• The problem:
What you return must be an exact copy of the lines in the listing below between the line holding "self.0.update(features, label);" and the line holding "filter = EnvFilter::try_from_default_env().unwrap_or_else(|_|", inclusive, and nothing more.

*-*-*

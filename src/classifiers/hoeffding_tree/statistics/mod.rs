mod class_stats;
mod feature_stat;

pub use class_stats::ClassStats;
pub use feature_stat::FeatureStat;
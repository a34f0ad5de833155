mod hoeffding_tree;
pub mod instance_conditional_test;
pub mod nodes;
pub mod split_criteria;
pub mod statistics;

pub use hoeffding_tree::HoeffdingTree;
pub use nodes::UpdateOutcome;
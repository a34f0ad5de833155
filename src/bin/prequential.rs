use anyhow::{Context, Result};
use chrono::Local;
use clap::Parser;
use onlinerf::classifiers::{Classifier, OnlineForest};
use onlinerf::config::{AggregatorChoice, PredictorConfig};
use onlinerf::evaluation::{
    BasicEstimator, BinaryClassificationEvaluator, CurveFormat, PerformanceEvaluator,
    WindowEstimator,
};
use onlinerf::streams::{SeaFunction, SeaGenerator, Stream};
use onlinerf::tasks::PrequentialEvaluator;
use std::num::NonZeroUsize;
use std::path::PathBuf;
use std::sync::Arc;
use std::sync::mpsc;
use std::thread;
use tracing::info;
use tracing_subscriber::EnvFilter;

/// Prequential evaluation of an online forest on a SEA stream.
#[derive(Parser, Debug)]
#[command(name = "onlinerf-prequential")]
#[command(version)]
struct Options {
    /// Predictor configuration (JSON); num_features is forced to the stream width
    #[arg(long)]
    config: Option<PathBuf>,

    /// Print the configuration JSON schema and exit
    #[arg(long)]
    print_schema: bool,

    /// Stream length
    #[arg(long, default_value = "100000")]
    samples: usize,

    /// Initial SEA concept (f1, f2, f3, f4)
    #[arg(long, default_value = "f1")]
    function: SeaFunction,

    /// Concept after the drift point
    #[arg(long)]
    drift_to: Option<SeaFunction>,

    /// Sample index of the concept change [default: samples / 2]
    #[arg(long, requires = "drift_to")]
    drift_at: Option<usize>,

    /// Label noise percentage
    #[arg(long, default_value = "10", value_parser = clap::value_parser!(u32).range(0..=100))]
    noise: u32,

    /// Stream seed
    #[arg(long, default_value = "1")]
    seed: u64,

    /// Samples between snapshots
    #[arg(long, default_value = "1000", value_parser = clap::value_parser!(u64).range(1..))]
    frequency: u64,

    /// Evaluate over a sliding window of this many samples
    #[arg(long)]
    window: Option<NonZeroUsize>,

    /// Aggregator (mean, max), overrides the configuration
    #[arg(long)]
    aggregator: Option<AggregatorChoice>,

    /// Enable per-leaf drift detection
    #[arg(long)]
    drift_detection: bool,

    /// Export the learning curve to this path
    #[arg(long)]
    curve: Option<PathBuf>,

    /// Learning curve format (csv, tsv, json)
    #[arg(long, default_value = "csv")]
    format: CurveFormat,
}

impl Options {
    fn drift_position(&self) -> usize {
        self.drift_at.unwrap_or(self.samples / 2)
    }
}

/// Lets the evaluation task train the forest while `main` keeps a handle
/// for the final statistics.
struct SharedForest(Arc<OnlineForest>);

impl Classifier for SharedForest {
    fn predict_proba(&self, features: &[f64]) -> f64 {
        self.0.predict(features)
    }

    fn train_on_sample(&mut self, features: &[f64], label: bool) {
        self.0.update(features, label);
    }
}

fn build_config(opts: &Options, num_features: usize) -> Result<PredictorConfig> {
    let mut config = match &opts.config {
        Some(path) => {
            let text = std::fs::read_to_string(path)
                .with_context(|| format!("reading {}", path.display()))?;
            let mut value: serde_json::Value = serde_json::from_str(&text)
                .with_context(|| format!("parsing {}", path.display()))?;
            if let Some(map) = value.as_object_mut() {
                map.insert("num_features".into(), num_features.into());
            }
            PredictorConfig::from_json_str(&value.to_string())?
        }
        None => PredictorConfig::new(num_features),
    };
    if let Some(aggregator) = opts.aggregator {
        config.aggregator = aggregator;
    }
    if opts.drift_detection {
        config.use_drift_detection = true;
    }
    config.validate()?;
    Ok(config)
}

fn main() -> Result<()> {
    let filter = EnvFilter::try_from_default_env().unwrap_or_else(|_| EnvFilter::new("info"));
    tracing_subscriber::fmt()
        .with_env_filter(filter)
        .with_target(false)
        .init();

    let opts = Options::parse();

    if opts.print_schema {
        println!(
            "{}",
            serde_json::to_string_pretty(&PredictorConfig::json_schema())?
        );
        return Ok(());
    }

    let mut stream = SeaGenerator::new(
        opts.function,
        false,
        opts.noise,
        Some(opts.samples),
        opts.seed,
    )?;
    if let Some(target) = opts.drift_to {
        stream = stream.with_drift(target, opts.drift_position());
    }

    let config = build_config(&opts, stream.num_features())?;
    let forest = Arc::new(OnlineForest::new(config.clone())?);

    let evaluator: Box<dyn PerformanceEvaluator> = match opts.window {
        Some(w) => Box::new(WindowedEvaluator::new(w.get())),
        None => Box::new(BinaryClassificationEvaluator::<BasicEstimator>::new()),
    };

    println!(
        "# onlinerf prequential run, {}",
        Local::now().format("%Y-%m-%d %H:%M:%S %z")
    );
    println!(
        "# stream=SEA({}{}) noise={}% samples={} seed={}",
        opts.function,
        opts.drift_to
            .map(|t| format!(" -> {t} @ {}", opts.drift_position()))
            .unwrap_or_default(),
        opts.noise,
        opts.samples,
        opts.seed
    );
    println!(
        "# trees={} aggregator={} drift_detection={} max_depth={} delta={}",
        config.num_trees,
        config.aggregator,
        config.use_drift_detection,
        config.max_depth,
        config.hoeffding_split_delta
    );

    let (tx, rx) = mpsc::channel();
    let printer = thread::spawn(move || {
        for snapshot in rx {
            println!("{snapshot}");
        }
    });

    let mut task = PrequentialEvaluator::new(
        Box::new(SharedForest(Arc::clone(&forest))),
        Box::new(stream),
        evaluator,
        None,
        None,
        opts.frequency,
    )?
    .with_progress(tx);
    task.run()?;

    let curve = task.curve().clone();
    drop(task);
    printer
        .join()
        .map_err(|_| anyhow::anyhow!("progress printer panicked"))?;

    info!(stats = %forest.stats(), "final forest");

    if let Some(path) = &opts.curve {
        curve
            .export(path, opts.format)
            .with_context(|| format!("exporting learning curve to {}", path.display()))?;
        info!(path = %path.display(), format = %opts.format, "learning curve written");
    }
    Ok(())
}

/// Sliding-window evaluator whose window size is chosen at run time.
struct WindowedEvaluator {
    window: usize,
    inner: BinaryClassificationEvaluator<WindowEstimator>,
}

impl WindowedEvaluator {
    fn new(window: usize) -> Self {
        Self {
            window,
            inner: BinaryClassificationEvaluator::with_estimators(|| WindowEstimator::new(window)),
        }
    }
}

impl PerformanceEvaluator for WindowedEvaluator {
    fn reset(&mut self) {
        *self = Self::new(self.window);
    }

    fn add_result(&mut self, label: bool, probability: f64) {
        self.inner.add_result(label, probability);
    }

    fn performance(&self) -> Vec<onlinerf::evaluation::Measurement> {
        self.inner.performance()
    }
}

#[cfg(test)]
mod tests {
    use super::*;
    use clap::error::ErrorKind;

    fn parse(args: &str) -> Result<Options, clap::Error> {
        let argv = std::iter::once("onlinerf-prequential").chain(args.split_whitespace());
        Options::try_parse_from(argv)
    }

    #[test]
    fn parses_every_option() {
        let opts = parse(
            "--samples 500 --function f2 --drift-to f4 --drift-at 100 --noise 0 \
             --seed 9 --frequency 50 --window 200 --aggregator max --drift-detection \
             --curve out.tsv --format tsv",
        )
        .unwrap();
        assert_eq!(opts.samples, 500);
        assert_eq!(opts.function, SeaFunction::F2);
        assert_eq!(opts.drift_to, Some(SeaFunction::F4));
        assert_eq!(opts.drift_position(), 100);
        assert_eq!(opts.noise, 0);
        assert_eq!(opts.seed, 9);
        assert_eq!(opts.frequency, 50);
        assert_eq!(opts.window.map(NonZeroUsize::get), Some(200));
        assert_eq!(opts.aggregator, Some(AggregatorChoice::Max));
        assert!(opts.drift_detection);
        assert_eq!(opts.curve, Some(PathBuf::from("out.tsv")));
        assert_eq!(opts.format, CurveFormat::Tsv);
    }

    #[test]
    fn defaults_without_arguments() {
        let opts = parse("").unwrap();
        assert_eq!(opts.samples, 100_000);
        assert_eq!(opts.function, SeaFunction::F1);
        assert_eq!(opts.noise, 10);
        assert_eq!(opts.frequency, 1_000);
        assert_eq!(opts.format, CurveFormat::Csv);
        assert_eq!(opts.drift_position(), 50_000);
        assert!(opts.window.is_none());
        assert!(!opts.print_schema);
    }

    #[test]
    fn help_and_errors() {
        assert_eq!(parse("--help").unwrap_err().kind(), ErrorKind::DisplayHelp);
        assert_eq!(parse("--bogus").unwrap_err().kind(), ErrorKind::UnknownArgument);
        assert!(parse("--samples").is_err());
        assert_eq!(parse("--function f9").unwrap_err().kind(), ErrorKind::ValueValidation);
        assert_eq!(parse("--format xml").unwrap_err().kind(), ErrorKind::ValueValidation);
        assert!(parse("--window 0").is_err());
        assert!(parse("--frequency 0").is_err());
        assert!(parse("--noise 101").is_err());
        assert!(parse("--drift-at 10").is_err(), "drift position without a target");
    }

    #[test]
    fn overrides_apply_on_top_of_defaults() {
        let opts = parse("--aggregator max --drift-detection").unwrap();
        let config = build_config(&opts, 3).unwrap();
        assert_eq!(config.num_features, 3);
        assert_eq!(config.aggregator, AggregatorChoice::Max);
        assert!(config.use_drift_detection);
    }
}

*-*-*

• Response to the exercise:
        self.0.update(features, label);
    }
}

fn build_config(opts: &Options, num_features: usize) -> Result<PredictorConfig> {
    let mut config = match &opts.config {
        Some(path) => {
            let text = std::fs::read_to_string(path)
                .with_context(|| format!("reading {}", path.display()))?;
            let mut value: serde_json::Value = serde_json::from_str(&text)
                .with_context(|| format!("parsing {}", path.display()))?;
            if let Some(map) = value.as_object_mut() {
                map.insert("num_features".into(), num_features.into());
            }
            PredictorConfig::from_json_str(&value.to_string())?
        }
        None => PredictorConfig::new(num_features),
    };
    if let Some(aggregator) = opts.aggregator {
        config.aggregator = aggregator;
    }
    if opts.drift_detection {
        config.use_drift_detection = true;
    }
    config.validate()?;
    Ok(config)
}

fn main() -> Result<()> {
    let filter = EnvFilter::try_from_default_env().unwrap_or_else(|_| EnvFilter::new("info"));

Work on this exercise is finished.